I - Das hipóteses apresentadas (A, B, C e D), sobre o poema "Esplêndida", assinala a correta.

1 - De que movimento literário está Cesário Verde mais próximo?

A) Do Romantismo.

B) Do Neoclassicismo.

C) Do Parnasianismo.

D) Do Ultrarromantismo.

 

2 - A modernidade na poesia começa com Cesário. Porquê?

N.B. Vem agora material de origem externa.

pub mod agent;
pub mod config;
pub mod error;
pub mod host;
pub mod job;
pub mod script;
pub mod service;
pub mod shutdown;
pub mod wire;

A) Porque valoriza os sentimentos.

B) Porque endeusa a Razão.

C) Porque o eu dá lugar aos outros.

D) Porque rejeita a rima.

 

3 - Na obra poética deste autor, qual o binómio que ressalta?

A) Terra/Céu.

B) Sentimento/Razão.

C) Corpo/Alma.

D) Cidade/Campo.

 

4 - No poema transcrito, que atitude manifesta o sujeito lírico em relação ao tu?

A) Reconhecimento.

B) Desprezo.

C) Aceitação.

D) Fascínio.

 

5 - Do ponto de vista psicológico, como poderemos caracterizar o tu?

A) Sedutor.

B) Frágil.

C) Sentimental.

D) Racional.

 

6 - "Ei-la!" A interjeição a itálico o que traduz?

A) Receio.

B) Inquietação.

C) Admiração.

D) Dúvida.

 

7 - Qual o processo de formação presente na palavra Rei-Sol?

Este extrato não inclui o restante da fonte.